### Problem description
Take the line that contains "pub mod http;" and every line after it in the material below, and quote them exactly.

─── Listed records

//! Content fetcher: HTTP downloads, git checkouts and the shared download cache.

pub mod cache;
pub mod git;
pub mod http;

pub use cache::DownloadCache;
pub use git::{GitError, RepoHandle};
pub use http::{FetchConfig, FetchError, Fetcher, url_to_filename};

──────

### Final answer
pub mod http;

pub use cache::DownloadCache;
pub use git::{GitError, RepoHandle};
pub use http::{FetchConfig, FetchError, Fetcher, url_to_filename};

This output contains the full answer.